There is a huge difference between an addict seeking a high and a pain patient seeking relief. It's that simple. Once the pain is alleviated the drug seeking ends. Not so with the addict. The drug seeking continues to their detriment. The attitude expressed in this article has caused unnecessary anguish for the pain patient not only labeled an addict but suffering the loss of adequate pain management.


David Scott October 24, 2012 3:58 pm (Pacific time)

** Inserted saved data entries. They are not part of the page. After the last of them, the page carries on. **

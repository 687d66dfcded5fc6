//! Scaffolder Core - Shared library for template-driven project scaffolding
//!
//! Clones a template repository, asks the questions its descriptor declares,
//! renders every `.hbs` file with the answers and remembers them as a preset
//! for the next run against the same template.
//!
//! # Architecture
//!
//! The library is organized into layers:
//!
//! - **Layer 1: Core Operations** - Descriptor loading, preset storage, template rendering
//! - **Layer 2: Workflow Orchestration** - `ProductConfig`, `Settings` and `Scaffolder`
//! - **Layer 3: CLI/TUI Interface** - Optional cliclack-based prompts (feature-gated)
//!
//! # Feature Flags
//!
//! - `tui` (default): Enables the cliclack-based TUI prompts module
//!
//! # Example Usage (without TUI)
//!
//! ```ignore
//! use scaffolder_core::{DefaultsPrompter, GitCloner, Scaffolder, Settings};
//!
//! let settings = Settings::new("/home/me/.local/share/myapp/presets");
//! let mut scaffolder = Scaffolder::new(settings, GitCloner::default(), DefaultsPrompter);
//! let answers = scaffolder
//!     .run("https://github.com/user/template.git", "my-app".as_ref(), &Default::default())
//!     .await?;
//! ```

pub mod answers;
pub mod clone;
pub mod config;
pub mod error;
pub mod preset;
pub mod product;
pub mod prompt;
pub mod scaffold;
pub mod settings;
pub mod templates;

#[cfg(feature = "tui")]
pub mod tui;

// Re-export main types for convenience
pub use answers::AnswerSet;
pub use clone::{clone_repo_and_clean, CloneOptions, CloneResult, GitCloner, RepoCloner};
pub use config::{Question, QuestionKind, SavePresetPolicy, TemplateDescriptor};
pub use error::{Result, ScaffoldError};
pub use preset::{fingerprint, PresetStore};
pub use product::ProductConfig;
pub use prompt::{DefaultsPrompter, Prompter};
pub use scaffold::Scaffolder;
pub use settings::Settings;
pub use templates::{TemplateEngine, TemplateRenderer};

#[cfg(feature = "tui")]
pub use tui::run;

/// CLI version - used for template compatibility checking
/// Each binary should define its own version, but this provides a fallback
pub const DEFAULT_CLI_VERSION: &str = "0.1.0";
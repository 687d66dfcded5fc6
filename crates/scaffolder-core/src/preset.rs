//! Persisted answer presets, one JSON file per template address
//!
//! Presets are keyed by a SHA-256 fingerprint of the raw template address, so
//! the same address always maps to the same file regardless of where the
//! project is generated. The store is not locked: concurrent runs against the
//! same address race, and the last writer wins.

use crate::answers::AnswerSet;
use crate::config;
use crate::error::{Result, ScaffoldError};
use crate::settings::Settings;
use sha2::{Digest, Sha256};
use std::io::{ErrorKind, Write};
use std::path::{Path, PathBuf};
use tempfile::NamedTempFile;
use tracing::{debug, warn};

/// Deterministic storage key for a template address
pub fn fingerprint(address: &str) -> String {
    hex::encode(Sha256::digest(address.as_bytes()))
}

/// Preset storage rooted at a process-wide directory
#[derive(Debug, Clone)]
pub struct PresetStore {
    dir: PathBuf,
}

impl PresetStore {
    pub fn new(dir: impl Into<PathBuf>) -> Self {
        Self { dir: dir.into() }
    }

    pub fn from_settings(settings: &Settings) -> Self {
        Self::new(&settings.preset_dir)
    }

    pub fn dir(&self) -> &Path {
        &self.dir
    }

    /// File holding the preset for an address
    pub fn path_for(&self, address: &str) -> PathBuf {
        self.dir.join(format!("{}.json", fingerprint(address)))
    }

    /// Load the preset for `address`, honoring the descriptor found in `lookup_dir`
    ///
    /// A disabled policy returns an empty set without touching storage. A
    /// missing, unreadable or corrupt preset also yields an empty set.
    pub fn load(&self, address: &str, lookup_dir: &Path, settings: &Settings) -> Result<AnswerSet> {
        let descriptor = config::load(lookup_dir, settings)?;
        if !descriptor.save_preset.is_enabled() {
            debug!("Presets disabled for {}", address);
            return Ok(AnswerSet::new());
        }

        let preset = self.read(address);
        Ok(descriptor.save_preset.apply(&preset))
    }

    /// Read the stored preset without any policy filtering
    pub fn read(&self, address: &str) -> AnswerSet {
        let path = self.path_for(address);
        let content = match std::fs::read_to_string(&path) {
            Ok(content) => content,
            Err(e) if e.kind() == ErrorKind::NotFound => return AnswerSet::new(),
            Err(e) => {
                warn!("Ignoring unreadable preset {}: {}", path.display(), e);
                return AnswerSet::new();
            }
        };
        match serde_json::from_str::<AnswerSet>(&content) {
            Ok(preset) => {
                debug!("Loaded preset {} ({} keys)", path.display(), preset.len());
                preset
            }
            Err(e) => {
                warn!("Ignoring corrupt preset {}: {}", path.display(), e);
                AnswerSet::new()
            }
        }
    }

    /// Persist `answers` for `address`, replacing any previous preset whole
    pub fn save(&self, address: &str, answers: &AnswerSet) -> Result<PathBuf> {
        let fp = fingerprint(address);
        let path = self.dir.join(format!("{}.json", fp));
        let json = serde_json::to_vec_pretty(answers)?;

        std::fs::create_dir_all(&self.dir).map_err(|e| ScaffoldError::preset_io(&fp, e))?;
        let mut tmp = NamedTempFile::new_in(&self.dir).map_err(|e| ScaffoldError::preset_io(&fp, e))?;
        tmp.write_all(&json)
            .and_then(|_| tmp.as_file().sync_all())
            .map_err(|e| ScaffoldError::preset_io(&fp, e))?;
        tmp.persist(&path)
            .map_err(|e| ScaffoldError::preset_io(&fp, e.error))?;

        debug!("Saved preset {} ({} keys)", path.display(), answers.len());
        Ok(path)
    }

    /// Delete the preset for `address`; returns whether one existed
    pub fn remove(&self, address: &str) -> Result<bool> {
        let path = self.path_for(address);
        match std::fs::remove_file(&path) {
            Ok(()) => Ok(true),
            Err(e) if e.kind() == ErrorKind::NotFound => Ok(false),
            Err(e) => Err(ScaffoldError::preset_io(fingerprint(address), e)),
        }
    }
}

I have yet to see studies showing that patients who are < legitimately and eithically > prescribed Oxycxontin for palliative care are likely to form an addiction to it. The reaseach I am familiar with shows that a majority of oncologists and cancer survivors report no "high" from the drug and no wish to continue with it after the pain has been reduced through treatment or other pain management options. In my medical experience, patients are more likely to discontinue it themselves due to unpleasent side-effects and just "live with the pain", which is not recommended. Douglas Benson (above comment) is correct in that undertreatment for pain is well documented and a serious problem, especially in elder care and cancer treatment. The abuse of "Oxy" as a street drug and by inethical or uninformed doctors has only worsened this problem. It should never be used to treat anything but very severe, otherwise unmagaeable pain, but for that it has been a Godsend for many cancer survivors and the terminally ill. We need to have informed discussions about the proper use of ALL medications and the future of palliative care, but let's not confuse the issue with addiction statistics that to proper use of the medication. Thanks, David.


Douglas Benson October 23, 2012 10:02 am (Pacific time)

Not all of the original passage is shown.